From the entries below, copy out every line with "MindWave" in it.
[DATA TO EXAMINE — start]
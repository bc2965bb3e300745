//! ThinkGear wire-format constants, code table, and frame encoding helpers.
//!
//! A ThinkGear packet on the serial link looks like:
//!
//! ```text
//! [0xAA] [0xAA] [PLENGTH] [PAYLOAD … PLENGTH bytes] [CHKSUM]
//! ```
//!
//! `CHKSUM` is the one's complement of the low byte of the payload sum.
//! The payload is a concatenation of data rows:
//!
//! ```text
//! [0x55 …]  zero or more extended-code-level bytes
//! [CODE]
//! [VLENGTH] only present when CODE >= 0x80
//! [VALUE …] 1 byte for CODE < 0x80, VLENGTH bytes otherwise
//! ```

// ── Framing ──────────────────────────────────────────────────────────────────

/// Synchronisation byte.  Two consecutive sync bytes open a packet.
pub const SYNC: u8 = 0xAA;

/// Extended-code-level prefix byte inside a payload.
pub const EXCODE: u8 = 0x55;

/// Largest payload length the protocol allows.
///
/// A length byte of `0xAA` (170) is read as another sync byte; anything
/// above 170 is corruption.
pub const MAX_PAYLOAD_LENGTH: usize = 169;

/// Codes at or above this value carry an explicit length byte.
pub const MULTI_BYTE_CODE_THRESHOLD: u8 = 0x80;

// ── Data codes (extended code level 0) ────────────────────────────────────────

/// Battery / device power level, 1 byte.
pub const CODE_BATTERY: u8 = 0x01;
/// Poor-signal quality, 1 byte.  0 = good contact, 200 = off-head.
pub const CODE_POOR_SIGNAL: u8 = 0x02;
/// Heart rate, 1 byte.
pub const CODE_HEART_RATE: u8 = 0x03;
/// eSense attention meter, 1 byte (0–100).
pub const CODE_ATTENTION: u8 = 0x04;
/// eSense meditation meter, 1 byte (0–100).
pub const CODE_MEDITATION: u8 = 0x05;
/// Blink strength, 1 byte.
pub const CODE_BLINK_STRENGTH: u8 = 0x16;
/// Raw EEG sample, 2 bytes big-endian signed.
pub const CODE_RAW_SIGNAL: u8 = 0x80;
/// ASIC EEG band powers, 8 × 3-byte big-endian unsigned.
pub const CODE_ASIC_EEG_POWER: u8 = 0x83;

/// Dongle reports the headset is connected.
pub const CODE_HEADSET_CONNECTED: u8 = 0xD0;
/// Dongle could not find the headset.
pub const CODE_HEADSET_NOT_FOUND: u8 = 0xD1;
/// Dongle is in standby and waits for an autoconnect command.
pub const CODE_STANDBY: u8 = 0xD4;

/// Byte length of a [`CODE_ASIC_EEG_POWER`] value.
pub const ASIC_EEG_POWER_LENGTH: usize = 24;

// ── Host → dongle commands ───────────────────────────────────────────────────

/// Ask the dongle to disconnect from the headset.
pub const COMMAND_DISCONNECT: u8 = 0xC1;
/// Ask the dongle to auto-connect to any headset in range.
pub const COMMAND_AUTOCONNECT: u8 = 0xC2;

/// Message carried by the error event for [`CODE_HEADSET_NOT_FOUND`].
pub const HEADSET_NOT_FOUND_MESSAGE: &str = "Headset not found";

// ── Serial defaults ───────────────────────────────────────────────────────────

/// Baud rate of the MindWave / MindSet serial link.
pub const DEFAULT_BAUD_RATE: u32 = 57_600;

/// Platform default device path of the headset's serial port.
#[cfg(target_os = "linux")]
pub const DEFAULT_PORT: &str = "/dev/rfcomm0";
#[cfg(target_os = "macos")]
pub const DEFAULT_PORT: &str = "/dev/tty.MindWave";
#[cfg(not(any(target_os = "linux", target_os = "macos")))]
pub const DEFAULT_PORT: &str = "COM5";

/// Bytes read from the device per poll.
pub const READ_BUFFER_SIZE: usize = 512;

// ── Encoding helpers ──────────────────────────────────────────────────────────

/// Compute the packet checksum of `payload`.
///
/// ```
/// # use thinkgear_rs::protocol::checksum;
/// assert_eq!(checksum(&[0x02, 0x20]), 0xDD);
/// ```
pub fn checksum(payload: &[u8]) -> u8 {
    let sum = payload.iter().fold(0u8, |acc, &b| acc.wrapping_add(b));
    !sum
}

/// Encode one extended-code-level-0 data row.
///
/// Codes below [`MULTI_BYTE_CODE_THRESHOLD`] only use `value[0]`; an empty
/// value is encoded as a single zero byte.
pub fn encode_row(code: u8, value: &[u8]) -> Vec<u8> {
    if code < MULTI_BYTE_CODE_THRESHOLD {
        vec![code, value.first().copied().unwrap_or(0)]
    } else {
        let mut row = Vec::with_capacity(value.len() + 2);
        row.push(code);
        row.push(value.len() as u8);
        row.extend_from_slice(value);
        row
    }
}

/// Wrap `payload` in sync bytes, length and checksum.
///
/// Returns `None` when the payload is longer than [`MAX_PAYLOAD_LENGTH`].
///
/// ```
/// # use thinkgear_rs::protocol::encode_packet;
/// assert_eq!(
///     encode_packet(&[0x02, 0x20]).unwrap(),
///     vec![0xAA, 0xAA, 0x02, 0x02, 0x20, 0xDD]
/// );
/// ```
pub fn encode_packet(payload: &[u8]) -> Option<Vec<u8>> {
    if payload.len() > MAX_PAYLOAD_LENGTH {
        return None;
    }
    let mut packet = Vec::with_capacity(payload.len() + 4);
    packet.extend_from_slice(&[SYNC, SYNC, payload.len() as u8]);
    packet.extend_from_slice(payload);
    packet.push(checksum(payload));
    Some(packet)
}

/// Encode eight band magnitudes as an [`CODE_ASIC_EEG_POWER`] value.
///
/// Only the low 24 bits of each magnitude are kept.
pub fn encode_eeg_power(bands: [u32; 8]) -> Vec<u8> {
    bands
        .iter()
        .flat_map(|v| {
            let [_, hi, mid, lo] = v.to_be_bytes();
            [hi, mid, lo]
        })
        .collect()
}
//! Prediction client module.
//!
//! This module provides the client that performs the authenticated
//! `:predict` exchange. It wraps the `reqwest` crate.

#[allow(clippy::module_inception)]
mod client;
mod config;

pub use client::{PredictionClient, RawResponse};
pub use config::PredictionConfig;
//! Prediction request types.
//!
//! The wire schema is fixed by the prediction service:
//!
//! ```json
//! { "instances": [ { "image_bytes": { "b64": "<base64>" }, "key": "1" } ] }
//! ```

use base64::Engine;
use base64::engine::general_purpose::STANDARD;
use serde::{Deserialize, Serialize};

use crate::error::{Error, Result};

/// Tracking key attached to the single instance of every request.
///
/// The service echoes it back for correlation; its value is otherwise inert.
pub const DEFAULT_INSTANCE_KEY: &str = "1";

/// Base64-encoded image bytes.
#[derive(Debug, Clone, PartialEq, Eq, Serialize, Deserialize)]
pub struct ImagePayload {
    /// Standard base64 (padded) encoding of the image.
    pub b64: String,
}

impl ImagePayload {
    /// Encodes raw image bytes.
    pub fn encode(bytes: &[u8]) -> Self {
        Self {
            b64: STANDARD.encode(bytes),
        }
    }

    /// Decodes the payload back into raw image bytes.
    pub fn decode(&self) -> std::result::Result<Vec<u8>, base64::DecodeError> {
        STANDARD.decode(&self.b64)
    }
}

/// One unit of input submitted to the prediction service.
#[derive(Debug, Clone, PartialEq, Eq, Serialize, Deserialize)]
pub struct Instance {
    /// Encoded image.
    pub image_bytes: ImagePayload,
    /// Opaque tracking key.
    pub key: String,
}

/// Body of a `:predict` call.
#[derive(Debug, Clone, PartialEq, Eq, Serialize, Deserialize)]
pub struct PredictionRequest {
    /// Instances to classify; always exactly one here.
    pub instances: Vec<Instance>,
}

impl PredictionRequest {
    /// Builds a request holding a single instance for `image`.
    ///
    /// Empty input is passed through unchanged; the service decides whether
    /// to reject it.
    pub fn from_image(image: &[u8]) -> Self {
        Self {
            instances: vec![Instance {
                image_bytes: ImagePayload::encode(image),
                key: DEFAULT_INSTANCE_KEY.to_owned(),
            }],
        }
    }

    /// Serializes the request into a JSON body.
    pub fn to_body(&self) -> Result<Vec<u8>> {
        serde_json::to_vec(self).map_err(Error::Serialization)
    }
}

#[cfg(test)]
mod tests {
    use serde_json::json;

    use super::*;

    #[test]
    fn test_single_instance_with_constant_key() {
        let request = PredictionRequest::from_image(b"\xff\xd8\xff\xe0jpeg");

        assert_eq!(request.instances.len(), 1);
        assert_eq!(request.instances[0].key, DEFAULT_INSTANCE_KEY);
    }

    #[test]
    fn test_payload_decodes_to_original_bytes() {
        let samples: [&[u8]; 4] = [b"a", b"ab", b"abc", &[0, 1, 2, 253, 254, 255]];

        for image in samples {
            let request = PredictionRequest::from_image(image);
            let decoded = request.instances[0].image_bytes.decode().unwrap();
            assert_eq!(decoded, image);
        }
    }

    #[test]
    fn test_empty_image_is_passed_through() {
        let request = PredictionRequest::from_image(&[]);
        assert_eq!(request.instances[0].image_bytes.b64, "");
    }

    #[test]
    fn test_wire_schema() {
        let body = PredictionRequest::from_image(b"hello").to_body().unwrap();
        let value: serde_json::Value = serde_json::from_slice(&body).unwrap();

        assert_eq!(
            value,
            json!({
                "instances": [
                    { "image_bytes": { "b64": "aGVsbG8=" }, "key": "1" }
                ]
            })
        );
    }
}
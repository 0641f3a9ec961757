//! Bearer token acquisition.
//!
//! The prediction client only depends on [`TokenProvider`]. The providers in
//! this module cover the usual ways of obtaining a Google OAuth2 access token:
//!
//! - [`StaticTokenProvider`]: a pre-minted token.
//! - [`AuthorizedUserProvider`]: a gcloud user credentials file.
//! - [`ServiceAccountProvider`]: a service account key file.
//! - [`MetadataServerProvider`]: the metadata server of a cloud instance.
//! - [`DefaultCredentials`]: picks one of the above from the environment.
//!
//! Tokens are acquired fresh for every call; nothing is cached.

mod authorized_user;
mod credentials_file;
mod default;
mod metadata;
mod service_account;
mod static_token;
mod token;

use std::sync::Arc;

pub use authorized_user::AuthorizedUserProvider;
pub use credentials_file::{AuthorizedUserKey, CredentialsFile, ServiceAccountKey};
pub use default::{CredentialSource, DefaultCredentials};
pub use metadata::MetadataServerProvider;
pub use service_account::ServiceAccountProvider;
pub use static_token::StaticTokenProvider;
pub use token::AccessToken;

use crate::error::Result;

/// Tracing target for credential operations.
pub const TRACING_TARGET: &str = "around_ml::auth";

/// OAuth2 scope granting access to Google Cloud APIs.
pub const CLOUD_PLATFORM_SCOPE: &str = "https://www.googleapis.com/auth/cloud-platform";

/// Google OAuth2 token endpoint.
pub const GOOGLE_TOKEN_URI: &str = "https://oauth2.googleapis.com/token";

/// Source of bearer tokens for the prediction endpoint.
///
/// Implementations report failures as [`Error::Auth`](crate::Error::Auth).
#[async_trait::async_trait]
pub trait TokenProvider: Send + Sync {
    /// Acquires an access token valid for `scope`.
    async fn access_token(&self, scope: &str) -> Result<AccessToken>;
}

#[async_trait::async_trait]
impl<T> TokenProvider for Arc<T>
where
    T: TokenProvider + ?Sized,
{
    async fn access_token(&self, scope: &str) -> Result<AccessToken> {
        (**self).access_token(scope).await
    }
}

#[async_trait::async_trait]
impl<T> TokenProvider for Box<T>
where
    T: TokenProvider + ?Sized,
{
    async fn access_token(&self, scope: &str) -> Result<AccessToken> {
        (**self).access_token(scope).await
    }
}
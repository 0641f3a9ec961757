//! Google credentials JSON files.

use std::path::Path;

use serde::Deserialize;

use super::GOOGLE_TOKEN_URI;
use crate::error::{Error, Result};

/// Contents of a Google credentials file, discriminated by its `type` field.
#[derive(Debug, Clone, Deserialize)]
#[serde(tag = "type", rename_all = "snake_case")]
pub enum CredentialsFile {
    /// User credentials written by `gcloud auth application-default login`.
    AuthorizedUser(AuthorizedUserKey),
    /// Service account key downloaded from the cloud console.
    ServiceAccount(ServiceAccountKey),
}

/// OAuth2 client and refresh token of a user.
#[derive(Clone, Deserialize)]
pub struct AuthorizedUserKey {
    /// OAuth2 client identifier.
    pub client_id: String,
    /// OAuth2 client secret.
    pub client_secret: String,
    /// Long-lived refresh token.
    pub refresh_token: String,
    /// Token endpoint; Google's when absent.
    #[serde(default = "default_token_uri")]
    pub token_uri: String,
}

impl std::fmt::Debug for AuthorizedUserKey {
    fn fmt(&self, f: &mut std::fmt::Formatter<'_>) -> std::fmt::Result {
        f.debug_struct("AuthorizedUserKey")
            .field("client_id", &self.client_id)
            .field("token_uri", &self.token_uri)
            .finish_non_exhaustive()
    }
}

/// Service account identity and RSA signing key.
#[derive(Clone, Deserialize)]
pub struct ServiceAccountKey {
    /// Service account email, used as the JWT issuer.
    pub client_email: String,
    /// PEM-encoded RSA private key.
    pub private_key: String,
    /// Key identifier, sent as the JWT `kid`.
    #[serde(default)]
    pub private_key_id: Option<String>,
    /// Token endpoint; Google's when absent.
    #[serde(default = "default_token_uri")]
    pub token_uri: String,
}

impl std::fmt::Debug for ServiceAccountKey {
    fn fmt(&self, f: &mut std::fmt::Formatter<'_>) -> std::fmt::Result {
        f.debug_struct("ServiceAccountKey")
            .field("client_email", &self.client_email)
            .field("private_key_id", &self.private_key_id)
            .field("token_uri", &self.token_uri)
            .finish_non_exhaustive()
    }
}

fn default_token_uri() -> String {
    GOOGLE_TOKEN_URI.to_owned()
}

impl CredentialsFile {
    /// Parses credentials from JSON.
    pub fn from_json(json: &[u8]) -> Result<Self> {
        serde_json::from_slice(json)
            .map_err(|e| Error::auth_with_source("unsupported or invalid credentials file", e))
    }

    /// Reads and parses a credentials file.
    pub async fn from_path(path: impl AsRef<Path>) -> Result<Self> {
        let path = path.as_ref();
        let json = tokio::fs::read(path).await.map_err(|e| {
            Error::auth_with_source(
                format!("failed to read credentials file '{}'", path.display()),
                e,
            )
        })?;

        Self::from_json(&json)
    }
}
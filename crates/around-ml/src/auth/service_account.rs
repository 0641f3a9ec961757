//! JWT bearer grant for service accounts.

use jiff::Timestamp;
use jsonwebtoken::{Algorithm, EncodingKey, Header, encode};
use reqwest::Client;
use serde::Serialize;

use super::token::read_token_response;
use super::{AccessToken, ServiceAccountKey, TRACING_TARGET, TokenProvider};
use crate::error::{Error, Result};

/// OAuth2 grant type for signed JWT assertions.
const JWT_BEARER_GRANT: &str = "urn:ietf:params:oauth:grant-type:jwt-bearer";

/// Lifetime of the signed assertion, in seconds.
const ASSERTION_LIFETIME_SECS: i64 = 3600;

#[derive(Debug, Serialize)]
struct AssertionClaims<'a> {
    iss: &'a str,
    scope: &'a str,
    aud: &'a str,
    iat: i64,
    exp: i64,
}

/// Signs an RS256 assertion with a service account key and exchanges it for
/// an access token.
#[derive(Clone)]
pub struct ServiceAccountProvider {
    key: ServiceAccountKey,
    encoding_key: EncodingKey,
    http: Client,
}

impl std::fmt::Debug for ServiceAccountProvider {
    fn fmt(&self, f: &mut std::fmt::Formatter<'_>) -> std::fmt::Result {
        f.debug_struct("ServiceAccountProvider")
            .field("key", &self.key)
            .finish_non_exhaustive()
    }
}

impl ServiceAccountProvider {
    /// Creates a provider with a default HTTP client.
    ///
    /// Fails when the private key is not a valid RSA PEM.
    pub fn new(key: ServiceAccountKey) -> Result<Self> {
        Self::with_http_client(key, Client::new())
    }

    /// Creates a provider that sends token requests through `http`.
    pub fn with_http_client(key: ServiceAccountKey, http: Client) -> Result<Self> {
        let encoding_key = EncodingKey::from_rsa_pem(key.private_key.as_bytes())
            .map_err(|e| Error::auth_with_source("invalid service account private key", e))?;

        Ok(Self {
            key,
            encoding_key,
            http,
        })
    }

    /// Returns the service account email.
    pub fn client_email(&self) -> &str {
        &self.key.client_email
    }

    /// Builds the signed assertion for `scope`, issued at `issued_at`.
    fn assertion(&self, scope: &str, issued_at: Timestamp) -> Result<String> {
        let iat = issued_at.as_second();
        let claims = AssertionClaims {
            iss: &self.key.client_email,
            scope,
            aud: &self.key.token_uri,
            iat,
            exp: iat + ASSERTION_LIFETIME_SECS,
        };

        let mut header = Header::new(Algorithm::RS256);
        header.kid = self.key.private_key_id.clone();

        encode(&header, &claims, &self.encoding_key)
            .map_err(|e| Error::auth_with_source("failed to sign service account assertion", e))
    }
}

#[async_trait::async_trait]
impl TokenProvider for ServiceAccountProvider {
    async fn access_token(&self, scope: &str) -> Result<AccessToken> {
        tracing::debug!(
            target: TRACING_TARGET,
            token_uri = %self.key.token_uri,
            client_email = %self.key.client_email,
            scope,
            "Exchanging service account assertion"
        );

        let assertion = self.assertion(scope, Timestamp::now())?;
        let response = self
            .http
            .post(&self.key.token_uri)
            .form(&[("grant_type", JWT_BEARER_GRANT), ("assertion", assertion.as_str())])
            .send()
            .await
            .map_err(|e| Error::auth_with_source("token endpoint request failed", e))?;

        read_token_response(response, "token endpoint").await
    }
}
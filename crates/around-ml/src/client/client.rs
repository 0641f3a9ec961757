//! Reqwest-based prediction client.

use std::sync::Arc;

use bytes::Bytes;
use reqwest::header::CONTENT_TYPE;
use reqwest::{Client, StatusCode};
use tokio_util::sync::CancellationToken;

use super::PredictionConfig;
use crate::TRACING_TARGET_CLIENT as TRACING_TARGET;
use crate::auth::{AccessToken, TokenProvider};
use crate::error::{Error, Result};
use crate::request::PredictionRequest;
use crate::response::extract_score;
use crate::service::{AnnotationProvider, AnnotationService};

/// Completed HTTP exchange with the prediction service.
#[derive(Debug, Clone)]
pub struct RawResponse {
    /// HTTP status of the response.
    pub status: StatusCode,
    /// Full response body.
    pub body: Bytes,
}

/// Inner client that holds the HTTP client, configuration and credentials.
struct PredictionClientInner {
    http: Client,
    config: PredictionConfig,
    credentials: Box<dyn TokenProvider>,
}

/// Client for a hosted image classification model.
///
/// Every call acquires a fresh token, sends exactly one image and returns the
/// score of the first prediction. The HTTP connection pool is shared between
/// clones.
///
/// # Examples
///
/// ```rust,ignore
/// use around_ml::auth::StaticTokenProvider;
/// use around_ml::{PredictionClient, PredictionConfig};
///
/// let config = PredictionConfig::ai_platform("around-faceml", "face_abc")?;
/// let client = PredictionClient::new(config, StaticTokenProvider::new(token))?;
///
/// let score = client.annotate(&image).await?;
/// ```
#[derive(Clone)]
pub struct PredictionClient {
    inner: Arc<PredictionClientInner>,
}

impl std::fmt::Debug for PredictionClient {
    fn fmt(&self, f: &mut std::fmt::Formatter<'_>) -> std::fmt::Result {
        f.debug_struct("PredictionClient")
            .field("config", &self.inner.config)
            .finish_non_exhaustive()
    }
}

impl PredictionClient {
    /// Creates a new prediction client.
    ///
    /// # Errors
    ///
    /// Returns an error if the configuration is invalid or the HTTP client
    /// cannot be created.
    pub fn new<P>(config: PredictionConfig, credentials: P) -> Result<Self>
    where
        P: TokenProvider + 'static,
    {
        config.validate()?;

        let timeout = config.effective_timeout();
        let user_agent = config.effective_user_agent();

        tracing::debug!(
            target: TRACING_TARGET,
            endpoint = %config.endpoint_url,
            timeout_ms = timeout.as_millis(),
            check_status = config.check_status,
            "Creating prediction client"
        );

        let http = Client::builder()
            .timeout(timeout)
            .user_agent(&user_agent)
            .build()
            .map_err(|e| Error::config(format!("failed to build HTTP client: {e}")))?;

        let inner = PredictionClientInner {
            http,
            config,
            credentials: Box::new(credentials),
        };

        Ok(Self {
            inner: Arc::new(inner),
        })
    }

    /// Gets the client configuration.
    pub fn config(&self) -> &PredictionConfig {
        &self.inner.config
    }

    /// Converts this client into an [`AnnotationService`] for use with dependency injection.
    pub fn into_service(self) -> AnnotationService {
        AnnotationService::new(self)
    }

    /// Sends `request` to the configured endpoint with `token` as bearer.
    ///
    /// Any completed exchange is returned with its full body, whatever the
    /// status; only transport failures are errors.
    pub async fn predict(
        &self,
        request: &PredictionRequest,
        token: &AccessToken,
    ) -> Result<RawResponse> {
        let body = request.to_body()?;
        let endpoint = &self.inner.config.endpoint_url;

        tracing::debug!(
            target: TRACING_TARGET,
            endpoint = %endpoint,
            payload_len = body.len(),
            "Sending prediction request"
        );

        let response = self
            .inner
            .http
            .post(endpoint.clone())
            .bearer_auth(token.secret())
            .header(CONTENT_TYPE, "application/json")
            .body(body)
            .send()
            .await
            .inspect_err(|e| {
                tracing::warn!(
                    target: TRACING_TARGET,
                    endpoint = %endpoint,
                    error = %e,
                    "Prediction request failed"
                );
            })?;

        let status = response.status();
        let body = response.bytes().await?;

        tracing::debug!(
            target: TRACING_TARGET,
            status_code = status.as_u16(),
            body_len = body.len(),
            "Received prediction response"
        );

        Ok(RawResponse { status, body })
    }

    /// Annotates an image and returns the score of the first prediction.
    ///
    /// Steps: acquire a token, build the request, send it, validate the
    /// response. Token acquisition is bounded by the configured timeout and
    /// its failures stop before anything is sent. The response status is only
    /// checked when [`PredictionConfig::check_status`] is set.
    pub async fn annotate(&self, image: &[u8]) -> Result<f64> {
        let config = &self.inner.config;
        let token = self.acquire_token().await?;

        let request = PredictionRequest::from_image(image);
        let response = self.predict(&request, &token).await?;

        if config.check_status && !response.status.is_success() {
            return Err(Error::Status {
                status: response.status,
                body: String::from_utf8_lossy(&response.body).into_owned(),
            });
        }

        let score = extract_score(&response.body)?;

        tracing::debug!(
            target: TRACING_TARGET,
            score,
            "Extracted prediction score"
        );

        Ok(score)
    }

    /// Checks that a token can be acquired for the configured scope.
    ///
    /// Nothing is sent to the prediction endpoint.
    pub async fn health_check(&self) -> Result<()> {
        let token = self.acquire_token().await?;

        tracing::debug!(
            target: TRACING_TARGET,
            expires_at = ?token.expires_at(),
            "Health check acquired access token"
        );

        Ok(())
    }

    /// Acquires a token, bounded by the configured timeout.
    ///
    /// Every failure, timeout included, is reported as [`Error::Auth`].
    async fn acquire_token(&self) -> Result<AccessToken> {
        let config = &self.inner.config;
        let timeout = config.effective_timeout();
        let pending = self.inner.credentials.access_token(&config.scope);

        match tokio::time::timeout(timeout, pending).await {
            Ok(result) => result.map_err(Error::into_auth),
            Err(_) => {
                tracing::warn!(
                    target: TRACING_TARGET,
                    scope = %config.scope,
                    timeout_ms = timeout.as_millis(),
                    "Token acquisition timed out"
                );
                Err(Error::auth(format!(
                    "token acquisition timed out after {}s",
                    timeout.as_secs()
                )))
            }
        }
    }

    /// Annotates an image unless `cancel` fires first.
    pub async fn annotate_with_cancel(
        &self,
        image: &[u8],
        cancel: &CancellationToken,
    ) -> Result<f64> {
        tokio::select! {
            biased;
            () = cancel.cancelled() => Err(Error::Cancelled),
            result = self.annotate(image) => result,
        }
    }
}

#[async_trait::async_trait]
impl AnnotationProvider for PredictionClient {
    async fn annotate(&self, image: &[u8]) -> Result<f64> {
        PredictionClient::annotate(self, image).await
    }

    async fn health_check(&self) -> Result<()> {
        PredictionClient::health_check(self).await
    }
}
[DATA TO EXAMINE — finish]
#### ANSWER SPACE
/// Baud rate of the MindWave / MindSet serial link.
pub const DEFAULT_PORT: &str = "/dev/tty.MindWave";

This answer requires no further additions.